My last button would not fasten any more.  I was up another size.  Usually, I would have to spend forty minutes finding something to wear, something that would fit or cover the hoops of wobbling fat.  Now, however, I was down to one brown suit and a pair of brown chords.  It was either the white blouse or the blue one.  I had not waxed my legs or my upper lip since the last bloke had left.  There had been a string of them since the break-up.  I could not understand why I had bothered.

 

Every now and again, as I sat on the bus, I would fantasize suicide by stabbing.  I could stab and stab as many times as were possible until I simply could not force another blow.  I could just sit there and bleed! Yes!
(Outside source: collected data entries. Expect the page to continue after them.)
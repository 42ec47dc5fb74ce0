//! Event classification and record reconciliation.

use tracing::{debug, info, warn};

use crate::event::{Action, LifecycleEvent};
use crate::hosts::HostTable;
use crate::keys::record_key;
use crate::metrics::{self, EventOutcome, StoreOp, Timer};
use crate::store::{KvStore, RecordValue, StoreError};

/// Why an event produced no store mutation.
#[derive(Debug, Clone, Copy, PartialEq, Eq)]
pub enum SkipReason {
    /// Event carries no hostname attribute.
    NoHostnameAttribute,
    /// Hostname matches no configured suffix.
    NoSuffixMatch,
    /// Action has no record mapping.
    IrrelevantAction,
    /// Hostname cannot be turned into a storage key.
    InvalidHostname,
}

/// Result of reconciling one lifecycle event.
#[derive(Debug)]
pub enum Outcome {
    /// A record was written for the event's hostname.
    Created,
    /// The record for the event's hostname was removed.
    Deleted,
    /// The event required no store mutation.
    Skipped(SkipReason),
    /// The store mutation failed; the event is not retried.
    Failed(StoreError),
}

impl Outcome {
    /// Metrics label for this outcome.
    pub(crate) fn metric(&self) -> EventOutcome {
        match self {
            Outcome::Created => EventOutcome::Created,
            Outcome::Deleted => EventOutcome::Deleted,
            Outcome::Skipped(_) => EventOutcome::Skipped,
            Outcome::Failed(_) => EventOutcome::Failed,
        }
    }
}

/// Reconcile one lifecycle event against the record store.
///
/// Issues at most one store mutation: a put for `start`/`create`, a delete
/// for `stop`/`die`/`destroy`. Events without a hostname attribute, or whose
/// hostname matches no configured suffix, are skipped without error. Failed
/// mutations are reported in the outcome and not retried.
pub async fn reconcile<S>(event: &LifecycleEvent, table: &HostTable, store: &S) -> Outcome
where
    S: KvStore + ?Sized,
{
    let Some(hostname) = event.hostname() else {
        return Outcome::Skipped(SkipReason::NoHostnameAttribute);
    };

    let address = match table.resolve(hostname) {
        Ok(address) => address,
        Err(_) => {
            debug!(container = %event.id, hostname, "hostname outside managed suffixes, skipping");
            return Outcome::Skipped(SkipReason::NoSuffixMatch);
        }
    };

    debug!(container = %event.id, hostname, address, "resolved host suffix match");

    let key = match record_key(hostname) {
        Ok(key) => key,
        Err(err) => {
            warn!(container = %event.id, error = %err, "cannot derive storage key, skipping");
            return Outcome::Skipped(SkipReason::InvalidHostname);
        }
    };

    match event.action {
        Action::Start | Action::Create => {
            let value = RecordValue {
                host: address.to_string(),
            };
            let value = match serde_json::to_string(&value) {
                Ok(value) => value,
                Err(err) => return Outcome::Failed(StoreError::new(err.to_string())),
            };

            let timer = Timer::start();
            match store.put(&key, &value).await {
                Ok(()) => {
                    metrics::record_store_operation(StoreOp::Put, true, timer.elapsed());
                    info!(container = %event.id, hostname, key = %key, "added record");
                    Outcome::Created
                }
                Err(err) => {
                    metrics::record_store_operation(StoreOp::Put, false, timer.elapsed());
                    Outcome::Failed(err)
                }
            }
        }
        Action::Stop | Action::Die | Action::Destroy => {
            let timer = Timer::start();
            match store.delete(&key).await {
                Ok(()) => {
                    metrics::record_store_operation(StoreOp::Delete, true, timer.elapsed());
                    info!(container = %event.id, hostname, key = %key, "deleted record");
                    Outcome::Deleted
                }
                Err(err) => {
                    metrics::record_store_operation(StoreOp::Delete, false, timer.elapsed());
                    Outcome::Failed(err)
                }
            }
        }
        Action::Other => Outcome::Skipped(SkipReason::IrrelevantAction),
    }
}
//! Host suffix table mapping domain suffixes to record addresses.
//!
//! The table is built once at startup from configuration and is read-only
//! for the process lifetime. Lookups scan all entries; the table is small
//! and lookups only happen per discrete container event.

use std::collections::HashMap;

use thiserror::Error;
use tracing::debug;

use crate::config::HostConfig;
use crate::error::SyncError;

/// Returned when a hostname matches no configured suffix.
///
/// This is a normal, frequent outcome for containers outside the managed
/// domain set; callers skip the event rather than surfacing a failure.
#[derive(Debug, Clone, Error)]
#[error("no host suffix matches hostname {hostname:?}")]
pub struct NoSuffixMatch {
    /// The hostname that failed to resolve.
    pub hostname: String,
}

/// One configured domain suffix and the address it resolves to.
#[derive(Debug, Clone, PartialEq, Eq)]
pub struct HostEntry {
    /// Domain suffix matched against the tail of container hostnames.
    pub suffix: String,
    /// Address written to records for hostnames under this suffix.
    pub address: String,
}

/// Immutable suffix-to-address table.
#[derive(Debug, Clone, Default)]
pub struct HostTable {
    entries: HashMap<String, HostEntry>,
}

impl HostTable {
    /// Build a table from the `[hosts]` section of the configuration.
    ///
    /// Fails if any suffix or address is empty.
    pub fn from_config(hosts: &HashMap<String, HostConfig>) -> Result<Self, SyncError> {
        Self::from_entries(hosts.iter().map(|(suffix, host)| HostEntry {
            suffix: suffix.clone(),
            address: host.address.clone(),
        }))
    }

    /// Build a table from host entries.
    ///
    /// When two entries share a suffix, the last one wins. Empty suffixes
    /// and empty addresses are rejected.
    pub fn from_entries<I>(entries: I) -> Result<Self, SyncError>
    where
        I: IntoIterator<Item = HostEntry>,
    {
        let mut table = HashMap::new();

        for entry in entries {
            if entry.suffix.is_empty() {
                return Err(SyncError::Config(
                    "host suffix must not be empty".to_string(),
                ));
            }
            if entry.address.is_empty() {
                return Err(SyncError::Config(format!(
                    "host suffix {:?} has an empty address",
                    entry.suffix
                )));
            }
            if let Some(previous) = table.insert(entry.suffix.clone(), entry) {
                debug!(suffix = %previous.suffix, "duplicate host suffix, last entry wins");
            }
        }

        Ok(Self { entries: table })
    }

    /// Find the entry whose suffix is a trailing substring of `hostname`,
    /// preferring the longest matching suffix.
    pub fn lookup(&self, hostname: &str) -> Option<&HostEntry> {
        self.entries
            .values()
            .filter(|entry| hostname.ends_with(&entry.suffix))
            .max_by_key(|entry| entry.suffix.len())
    }

    /// Resolve a hostname to its configured address.
    pub fn resolve(&self, hostname: &str) -> Result<&str, NoSuffixMatch> {
        match self.lookup(hostname) {
            Some(entry) => Ok(entry.address.as_str()),
            None => Err(NoSuffixMatch {
                hostname: hostname.to_string(),
            }),
        }
    }

    /// Number of configured suffixes.
    pub fn len(&self) -> usize {
        self.entries.len()
    }

    /// True when no suffixes are configured.
    pub fn is_empty(&self) -> bool {
        self.entries.is_empty()
    }
}
//! Error types for docker-dns.

use thiserror::Error;

use crate::store::StoreError;

/// Errors that stop the daemon before the event loop starts.
///
/// Everything recoverable at runtime (unmatched hostnames, failed store
/// mutations, stream interruptions) is handled locally by the reconciler
/// and event loop and never surfaces through this type.
#[derive(Debug, Error)]
pub enum SyncError {
    /// Invalid configuration
    #[error("invalid configuration: {0}")]
    Config(String),

    /// Docker engine client error
    #[error("docker client error: {0}")]
    Docker(#[from] bollard::errors::Error),

    /// Record store error
    #[error("store error: {0}")]
    Store(#[from] StoreError),
}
I could do it right here –now!  I could just sit on the bus and bleed to death.  But who would clean up the mess?

 

I had not managed to plan out the complete logistics of a suicide - with minimal clean up required - before I got to work.  It was disappointing.  I had to break my best false smile and say my most convincing ‘good mornings’ to everyone I met.  Every now and then throughout the day, I would think of more I would have to do before the big day.  I would obviously have to wax; the living room would have to be organized.  Should I give my clothes to charity first or leave my mum and her friends to scavenge the best for themselves before leaving the leftovers in a bin bag on a Wednesday morning?

 

It was on the way home that Patrice came back.  She sat beside me on the bus.  Even though she was silent and her eyes unopened, I could feel her looking at me with disappointment.  It occurred to me that I was privileged to have real knowledge: the kind of knowledge that was more real than anything the five senses could give us.

 

When I got to the house, I started stacking my work and dusting the wooden furniture.  Everything was either ivory or pine.  People said it would be difficult to keep clean but with all my paperwork strewn everywhere, the carpet and furniture were actually immaculate – almost new.  My Mum would be able to find a home for most things.

 

As I wrung the cloth, I noticed my skin felt tight.  My hands looked aged beyond my years.  Patrice was behind me.  I did not have to turn and look.  I knew she was still wearing the same nightie, here hair was still light-brown and in tiny curls.  Her skin was still white and unblemished.  The staples still punctured her eyelids and eyes and the fluids and blood oozed from them.

 

Everything was fairly tidy before I went up to my bed.  I placed a teddy bear at either side of me for protection.  It was not going to leave me alone, not with Patrice hanging over me.  I took my mobile phone and dialled 999.  There were no tears, no anger, no fear, only clarity.

 

“Police please.”

 

They operator asked my name and address, and it sat at the bottom of my bed. It had never done that when I was fully awake before.  Patrice sat down by it.  Her eyes were open now.  Her expression was almost one of understanding.

 

“Please listen carefully.  I tortured Patrice Matthews because my husband fell in love with her …before he left me.  I left her in almost the same condition he left me: alone, at night, my hair…He had closed my eyes to anything good in me; he left me bleeding from the core.”

 

The evil presence faded away.  A tear fell from Patrice’s right eye.  The black mobile fell to the ground.  I needed both hands to plunge the knife into my core.  Forget the mess. 

 

As my teddy bears silently wept and Patrice held my hand, I took pleasure in knowing I had finally done something I had always dreamed of.